Moving Between Forms

  • Thread starter Thread starter Corey
  • Start date Start date
C

Corey

Dear All,

I know there's a simple solution to what I want to do, but for the life of
me I can't figure it out. I think it's because I've been corrupted by too
long with VB6..... :)

Any way this is what I want to achieve.

FormA has a button on it that creates an instance of FormB. It then shows
FormB and Hides itself.
FormB has a button to take the user back to FormA so that they can exit if
they wish. Closing FormB should also bring FormA back.

Any ideas?

With thanks.

-Corey
 
I, too, was "corrupted" by the VB6 environment, and I had a little
moment myself trying to do this same thing. Still not sure if there is
a "right" way to acheive it, but the way I finally got it to work was
to add a Form parameter to the constructor of the second form,
(I guess your FormB) and then passed "this" to it when I created
the instance of FormB from FormA. I also created a Form variable
in FormB to be assigned the passed instance of FormA. The reason
I did it that way is that I could not figure out any other way to get
back to FormA once it was hidden. Now, I suppose one could
just call FormB and destroy FormA, then re-create a new FormA
when closing FormB, but that's not the same as just hiding FormA
and then showing it again. I'm interested in finding out that there is
another, better or more correct way to do this, as the way I describe
works, but when I close B and show A again, it comes up behind
other open windows rather than on top. Anyone?
 
GMorris,

The way you describe works really well. Instead of using the constructor I
used a seperate method. The only reason was for personal preference. I
prefer not to overload constructors when I don't have to.

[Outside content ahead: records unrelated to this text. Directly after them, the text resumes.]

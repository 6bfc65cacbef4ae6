//! Hemisphere light shared by the stage renderers

use glam::Vec3;

use crate::body::mesh::srgb_to_linear;

/// Sky/ground light blended by how far a surface faces up.
///
/// A surface with normal `n` receives `mix(ground, sky, n.y * 0.5 + 0.5) * intensity`,
/// and its diffuse colour is `base * irradiance / PI`.
#[derive(Debug, Clone, Copy, PartialEq)]
pub struct HemisphereLight {
    /// Linear RGB
    pub sky: Vec3,
    /// Linear RGB
    pub ground: Vec3,
    pub intensity: f32,
}

impl Default for HemisphereLight {
    fn default() -> Self {
        Self {
            sky: rgb_to_linear(0xffffff),
            ground: rgb_to_linear(0x8d8d8d),
            intensity: 3.0,
        }
    }
}

/// 0xRRGGBB to linear RGB
pub fn rgb_to_linear(rgb: u32) -> Vec3 {
    let channel = |shift: u32| srgb_to_linear(((rgb >> shift) & 0xff) as f32 / 255.0);
    Vec3::new(channel(16), channel(8), channel(0))
}
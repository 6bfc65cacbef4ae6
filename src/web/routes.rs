//! Route definitions for the HTTP API

use axum::{
    extract::DefaultBodyLimit,
    routing::{get, post},
    Router,
};
use std::sync::Arc;
use tower_http::cors::{Any, CorsLayer};
use tower_http::limit::RequestBodyLimitLayer;
use tower_http::services::ServeDir;
use tower_http::trace::TraceLayer;

use crate::config::HttpConfig;
use crate::AppState;

use super::api;

/// Create the main router with all routes
pub fn create_router(app_state: Arc<AppState>, config: &HttpConfig) -> Router {
    let cors = if config.cors_enabled {
        CorsLayer::new()
            .allow_origin(Any)
            .allow_methods(Any)
            .allow_headers(Any)
    } else {
        CorsLayer::new()
    };

    // BVH files, the fallback character and the generated mesh
    let public = ServeDir::new(app_state.store.public_dir());

    Router::new()
        // API endpoints (JSON)
        .route("/api/status", get(api::get_status))
        .route("/api/scene", get(api::get_scene))
        .route("/api/prompt", post(api::send_prompt))
        .route("/api/measurements", post(api::commit_measurements))
        .route("/api/upload", post(api::upload))
        // SSE stream of scene changes
        .route("/api/stream", get(api::scene_stream))
        // Static files
        .fallback_service(public)
        // Middleware
        .layer(DefaultBodyLimit::disable())
        .layer(RequestBodyLimitLayer::new(config.max_upload_bytes))
        .layer(cors)
        .layer(TraceLayer::new_for_http())
        .with_state(app_state)
}
#[cfg(test)]
pub(crate) mod tests {
    use super::*;

    pub(crate) const WALK: &str = "\
HIERARCHY
ROOT Hips
{
  OFFSET 0.0 90.0 0.0
  CHANNELS 6 Xposition Yposition Zposition Zrotation Xrotation Yrotation
  JOINT Spine
  {
    OFFSET 0.0 10.0 0.0
    CHANNELS 3 Zrotation Xrotation Yrotation
    End Site
    {
      OFFSET 0.0 5.0 0.0
    }
  }
  JOINT LeftUpLeg
  {
    OFFSET 8.0 -5.0 0.0
    CHANNELS 3 Zrotation Xrotation Yrotation
    End Site
    {
      OFFSET 0.0 -40.0 0.0
    }
  }
}
MOTION
Frames: 3
Frame Time: 0.5
0 0 0 0 0 0 0 0 0 0 0 0
10 0 0 0 90 0 0 0 0 0 0 0
20 0 0 0 0 0 0 0 0 0 0 0
";

    #[test]
    fn test_parse_hierarchy() {
        let clip = BvhClip::parse(WALK).unwrap();
        let names: Vec<&str> = clip.joints().iter().map(|j| j.name.as_str()).collect();
        assert_eq!(
            names,
            vec!["Hips", "Spine", "Spine_End", "LeftUpLeg", "LeftUpLeg_End"]
        );
        assert_eq!(clip.joints()[3].parent, Some(0));
        assert_eq!(clip.joints()[4].parent, Some(3));
        assert!(clip.joints()[4].end_site);
        assert_eq!(clip.joints()[0].channels.len(), 6);
        assert_eq!(clip.joints()[3].offset, Vec3::new(8.0, -5.0, 0.0));
    }

    #[test]
    fn test_motion_header() {
        let clip = BvhClip::parse(WALK).unwrap();
        assert_eq!(clip.frame_count(), 3);
        assert_eq!(clip.frame_time(), 0.5);
        assert_eq!(clip.duration(), 1.0);
    }

    #[test]
    fn test_position_channels_add_to_offset() {
        let clip = BvhClip::parse(WALK).unwrap();
        let pose = clip.sample(0.5);
        assert_eq!(pose[0].translation, Vec3::new(10.0, 90.0, 0.0));
        // joints without position channels keep their offset
        assert_eq!(pose[1].translation, Vec3::new(0.0, 10.0, 0.0));
    }

    #[test]
    fn test_rotation_in_degrees() {
        let clip = BvhClip::parse(WALK).unwrap();
        let pose = clip.sample(0.5);
        let expected = Quat::from_rotation_x(std::f32::consts::FRAC_PI_2);
        assert!(pose[0].rotation.angle_between(expected) < 1e-4);
    }

    #[test]
    fn test_rotation_order_follows_channels() {
        let text = WALK.replace(
            "0 0 0 0 0 0 0 0 0 0 0 0\n10",
            "0 0 0 30 45 60 0 0 0 0 0 0\n10",
        );
        let clip = BvhClip::parse(&text).unwrap();
        let expected = Quat::from_rotation_z(30f32.to_radians())
            * Quat::from_rotation_x(45f32.to_radians())
            * Quat::from_rotation_y(60f32.to_radians());
        assert!(clip.sample(0.0)[0].rotation.angle_between(expected) < 1e-4);
    }

    #[test]
    fn test_sample_interpolates() {
        let clip = BvhClip::parse(WALK).unwrap();
        let pose = clip.sample(0.75);
        assert!((pose[0].translation.x - 15.0).abs() < 1e-4);
        let expected = Quat::from_rotation_x(std::f32::consts::FRAC_PI_4);
        assert!(pose[0].rotation.angle_between(expected) < 1e-3);
    }

    #[test]
    fn test_sample_loops() {
        let clip = BvhClip::parse(WALK).unwrap();
        let a = clip.sample(0.25);
        let b = clip.sample(1.25);
        assert!((a[0].translation - b[0].translation).length() < 1e-4);
        assert!((clip.sample(-0.75)[0].translation.x - 5.0).abs() < 1e-4);
    }

    #[test]
    fn test_rest_pose() {
        let clip = BvhClip::parse(WALK).unwrap();
        let rest = clip.rest_pose();
        assert_eq!(rest[0].translation, Vec3::new(0.0, 90.0, 0.0));
        assert_eq!(rest[2].translation, Vec3::new(0.0, 5.0, 0.0));
        assert!(rest.iter().all(|t| t.rotation == Quat::IDENTITY));
    }

    #[test]
    fn test_channel_count_mismatch() {
        let text = WALK.replace("20 0 0 0 0 0 0 0 0 0 0 0", "20 0 0");
        assert_eq!(
            BvhClip::parse(&text).unwrap_err(),
            BvhError::ChannelCount {
                frame: 2,
                expected: 12,
                found: 3
            }
        );
    }

    #[test]
    fn test_missing_frames() {
        let text = WALK.replace("Frames: 3", "Frames: 5");
        assert_eq!(
            BvhClip::parse(&text).unwrap_err(),
            BvhError::FrameCount {
                declared: 5,
                found: 3
            }
        );
    }

    #[test]
    fn test_huge_frame_count_is_an_error() {
        let text = WALK.replace("Frames: 3", "Frames: 1000000000000000000");
        assert!(matches!(
            BvhClip::parse(&text).unwrap_err(),
            BvhError::FrameCount { found: 3, .. }
        ));
    }

    #[test]
    fn test_bad_number_reports_line() {
        let text = WALK.replace("OFFSET 8.0 -5.0 0.0", "OFFSET 8.0 abc 0.0");
        assert_eq!(
            BvhClip::parse(&text).unwrap_err(),
            BvhError::BadNumber {
                line: 17,
                value: "abc".to_string()
            }
        );
    }

    #[test]
    fn test_unknown_channel() {
        // first three-channel joint is Spine, declared on line 9
        let text = WALK.replacen("Zrotation Xrotation Yrotation", "Zrotation Wrotation Yrotation", 1);
        assert!(matches!(
            BvhClip::parse(&text),
            Err(BvhError::UnknownChannel { line: 9, .. })
        ));
    }

    #[test]
    fn test_zero_frame_time() {
        let text = WALK.replace("Frame Time: 0.5", "Frame Time: 0");
        assert_eq!(BvhClip::parse(&text).unwrap_err(), BvhError::FrameTime(0.0));
    }

    #[test]
    fn test_missing_hierarchy() {
        assert!(matches!(
            BvhClip::parse("MOTION\nFrames: 0\n"),
            Err(BvhError::Unexpected { line: 1, .. })
        ));
        assert_eq!(
            BvhClip::parse("HIERARCHY\nMOTION\n").unwrap_err(),
            BvhError::EmptyHierarchy
        );
    }

    #[test]
    fn test_truncated_file() {
        let text = "HIERARCHY\nROOT Hips\n{\n  OFFSET 0 0";
        assert!(matches!(
            BvhClip::parse(text),
            Err(BvhError::UnexpectedEof(_))
        ));
    }

    #[test]
    fn test_load_from_file() {
        let dir = tempfile::tempdir().unwrap();
        let path = dir.path().join("walk.bvh");
        std::fs::write(&path, WALK).unwrap();
        let clip = BvhClip::load(&path).unwrap();
        assert_eq!(clip.joints().len(), 5);
    }
}
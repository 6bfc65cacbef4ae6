//! External services and their wire formats

mod client;

pub use client::ServiceClient;

use serde::{Deserialize, Serialize};

/// Body of a motion-generation request
#[derive(Debug, Clone, Serialize, Deserialize)]
pub struct MotionRequest {
    pub text_prompt: String,
}

/// Motion-generation reply
#[derive(Debug, Clone, Default, Serialize, Deserialize)]
pub struct MotionResponse {
    #[serde(default)]
    pub filename: Option<String>,
}

/// Reply of the mesh upload endpoint
#[derive(Debug, Clone, Serialize, Deserialize)]
pub struct UploadResponse {
    pub success: bool,
    #[serde(rename = "filePath", default, skip_serializing_if = "Option::is_none")]
    pub file_path: Option<String>,
    #[serde(default, skip_serializing_if = "Option::is_none")]
    pub error: Option<String>,
}

impl UploadResponse {
    pub fn stored(file_path: impl Into<String>) -> Self {
        Self {
            success: true,
            file_path: Some(file_path.into()),
            error: None,
        }
    }

    pub fn failed(error: impl Into<String>) -> Self {
        Self {
            success: false,
            file_path: None,
            error: Some(error.into()),
        }
    }
}
//! MotionStage - text-to-motion and body-shape playground
//!
//! Main entry point for the CLI application.

use clap::Parser;
use std::path::{Path, PathBuf};
use std::sync::Arc;
use tracing::{error, info, Level};
use tracing_subscriber::{fmt, prelude::*, EnvFilter};

use motionstage::{
    body::{create_and_save_glb, BodyShapeResponse},
    character::CharacterModel,
    config::Config,
    motion::{BvhClip, RetargetMap},
    storage::MeshStore,
    web::WebServer,
    AppState,
};

/// MotionStage - preview generated motion on a parametric body
#[derive(Parser, Debug)]
#[command(name = "motionstage", version, about, long_about = None)]
struct Args {
    /// Configuration file path
    #[arg(short, long)]
    config: Option<PathBuf>,

    /// Enable verbose logging
    #[arg(short, long)]
    verbose: bool,

    /// Disable HTTP server
    #[arg(long)]
    no_http: bool,

    /// HTTP server port (overrides config)
    #[arg(short, long)]
    port: Option<u16>,

    /// Print a BVH file's skeleton and timing, then exit
    #[arg(long, value_name = "FILE")]
    inspect_bvh: Option<PathBuf>,

    /// Character GLB to match against --inspect-bvh
    #[arg(long, value_name = "GLB", requires = "inspect_bvh")]
    character: Option<PathBuf>,

    /// Build a GLB from a saved body-shape response and store it, then exit
    #[arg(long, value_name = "JSON")]
    build_mesh: Option<PathBuf>,

    /// Launch native UI window
    #[cfg(feature = "native-ui")]
    #[arg(long)]
    ui: bool,
}

fn main() -> anyhow::Result<()> {
    let args = Args::parse();

    // Initialize logging
    let log_level = if args.verbose {
        Level::DEBUG
    } else {
        Level::INFO
    };

    tracing_subscriber::registry()
        .with(fmt::layer())
        .with(
            EnvFilter::builder()
                .with_default_directive(log_level.into())
                .from_env_lossy(),
        )
        .init();

    info!("Starting {} v{}", motionstage::NAME, motionstage::VERSION);

    let config = load_config(&args)?;

    // One-shot tools
    if let Some(ref path) = args.inspect_bvh {
        return inspect_bvh(path, args.character.as_deref(), &config.viewer.bone_prefix);
    }

    // Build tokio runtime manually so the main thread stays free for the UI event loop
    let runtime = tokio::runtime::Runtime::new()?;

    if let Some(ref path) = args.build_mesh {
        return runtime.block_on(build_mesh(path, &config));
    }

    // Do all async setup on the runtime
    let state = runtime.block_on(async { spawn_services(config).await })?;

    // If UI requested, run eframe on the main thread (blocks until window closes)
    #[cfg(feature = "native-ui")]
    if args.ui {
        info!("Launching native UI window");
        let ui_state = Arc::clone(&state);

        // Enter the tokio runtime context so the UI can spawn requests
        let _guard = runtime.enter();

        // eframe::run_native blocks the main thread (winit requirement)
        if let Err(e) = motionstage::ui::MotionStageApp::run(ui_state) {
            error!("UI error: {}", e);
        }

        info!("UI window closed, shutting down");
        state.shutdown();

        // Give async tasks a moment to finish
        runtime.shutdown_timeout(std::time::Duration::from_secs(3));
        return Ok(());
    }

    // Headless mode: wait for Ctrl+C / SIGTERM
    runtime.block_on(async {
        shutdown_signal().await;
        info!("Shutdown signal received");
        state.shutdown();

        // Give tasks a moment to clean up
        tokio::time::sleep(tokio::time::Duration::from_millis(500)).await;
    });

    info!("MotionStage stopped");
    Ok(())
}

/// Load configuration and apply CLI overrides
fn load_config(args: &Args) -> anyhow::Result<Config> {
    let mut config = if let Some(ref path) = args.config {
        Config::from_file(path)?
    } else {
        Config::load()?
    };

    if args.no_http {
        config.http.enabled = false;
    }
    if let Some(port) = args.port {
        config.set_http_port(port);
    }

    config.validate()?;
    Ok(config)
}

/// Create AppState and spawn the background services.
async fn spawn_services(config: Config) -> anyhow::Result<Arc<AppState>> {
    info!("Motion service: {}", config.services.motion_url);
    info!("Body-shape service: {}", config.services.body_shape_url);
    info!("Mesh path: {}", config.storage.public_dir.join(&config.storage.mesh_file).display());
    info!("HTTP server: {}", config.http.enabled);

    let http_enabled = config.http.enabled;
    let state = AppState::new(config)?;

    if http_enabled {
        let http_state = Arc::clone(&state);
        tokio::spawn(async move {
            if let Err(e) = run_http_server(http_state).await {
                error!("HTTP server error: {}", e);
            }
        });
    }

    Ok(state)
}

async fn run_http_server(state: Arc<AppState>) -> anyhow::Result<()> {
    let config = state.config.read().await;
    let http_config = config.http.clone();
    drop(config);

    let web_server = WebServer::new(state.clone(), &http_config);

    let addr = format!("{}:{}", http_config.host, http_config.port);
    info!("HTTP server listening on {}", addr);

    let listener = tokio::net::TcpListener::bind(&addr).await?;

    let mut shutdown_rx = state.subscribe_shutdown();

    axum::serve(listener, web_server.router())
        .with_graceful_shutdown(async move {
            let _ = shutdown_rx.recv().await;
        })
        .await?;

    info!("HTTP server stopped");
    Ok(())
}

fn inspect_bvh(path: &Path, character: Option<&Path>, bone_prefix: &str) -> anyhow::Result<()> {
    let clip = BvhClip::load(path)?;

    println!("{}\n", path.display());
    println!(
        "  frames: {}  frame time: {:.4}s  duration: {:.2}s\n",
        clip.frame_count(),
        clip.frame_time(),
        clip.duration()
    );

    for joint in clip.joints() {
        let depth = std::iter::successors(joint.parent, |&p| clip.joints()[p].parent).count();
        println!(
            "  {}{} ({} channels)",
            "  ".repeat(depth),
            joint.name,
            joint.channels.len()
        );
    }

    if let Some(character) = character {
        let model = CharacterModel::load(character)?;
        let targets = model.skin_joints();
        let map = RetargetMap::build(targets.iter().copied(), clip.joints(), bone_prefix);

        println!(
            "\n{}: {} of {} bones matched\n",
            character.display(),
            map.len(),
            targets.len()
        );
        for pair in map.pairs() {
            println!("  {} <- {}", model.node_names[pair.target], pair.name);
        }
        for (index, name) in &targets {
            if !map.pairs().iter().any(|p| p.target == *index) {
                println!("  {} (unmatched)", name);
            }
        }
    }

    Ok(())
}

async fn build_mesh(path: &Path, config: &Config) -> anyhow::Result<()> {
    let text = tokio::fs::read_to_string(path).await?;
    let response: BodyShapeResponse = serde_json::from_str(&text)?;

    let store = MeshStore::from_config(&config.storage);
    let url = create_and_save_glb(response, &store).await?;

    println!("{} -> {}", path.display(), store.path().display());
    info!("Mesh available at {}", url);
    Ok(())
}

async fn shutdown_signal() {
    use tokio::signal;

    let ctrl_c = async {
        signal::ctrl_c()
            .await
            .expect("Failed to install Ctrl+C handler");
    };

    #[cfg(unix)]
    let terminate = async {
        signal::unix::signal(signal::unix::SignalKind::terminate())
            .expect("Failed to install signal handler")
            .recv()
            .await;
    };

    #[cfg(not(unix))]
    let terminate = std::future::pending::<()>();

    tokio::select! {
        _ = ctrl_c => {}
        _ = terminate => {}
    }
}

#[cfg(test)]
mod tests {
    use super::*;

    #[test]
    fn test_port_flag_moves_upload_and_asset_urls() {
        let dir = tempfile::tempdir().unwrap();
        let path = dir.path().join("config.toml");
        std::fs::write(&path, "[http]\nport = 3000\n").unwrap();

        let args = Args::try_parse_from([
            "motionstage",
            "--config",
            path.to_str().unwrap(),
            "--port",
            "4000",
        ])
        .unwrap();
        let config = load_config(&args).unwrap();

        assert_eq!(config.http.port, 4000);
        assert_eq!(config.services.upload_url, "http://localhost:4000/api/upload");
        assert_eq!(config.services.asset_base_url, "http://localhost:4000");
    }
}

In answer to your question though I believe the property called "toplevel"
of a form object is what you're looking for. In this way, as I understand
the documentation, the form will re-appear on top of all the other windows.

Many thanks for your help.

-Corey
 
Thanks, I figured it out pretty soon after I wrote that, just did a
form.Activate
right after the form.Show call. Worked like a charm. I have seen this
question
in several places already, and even though I have yet to need this
functionality,
I just had to know how to do it, at least one way that works. Things like
this
will drive you crazy until you figure them out!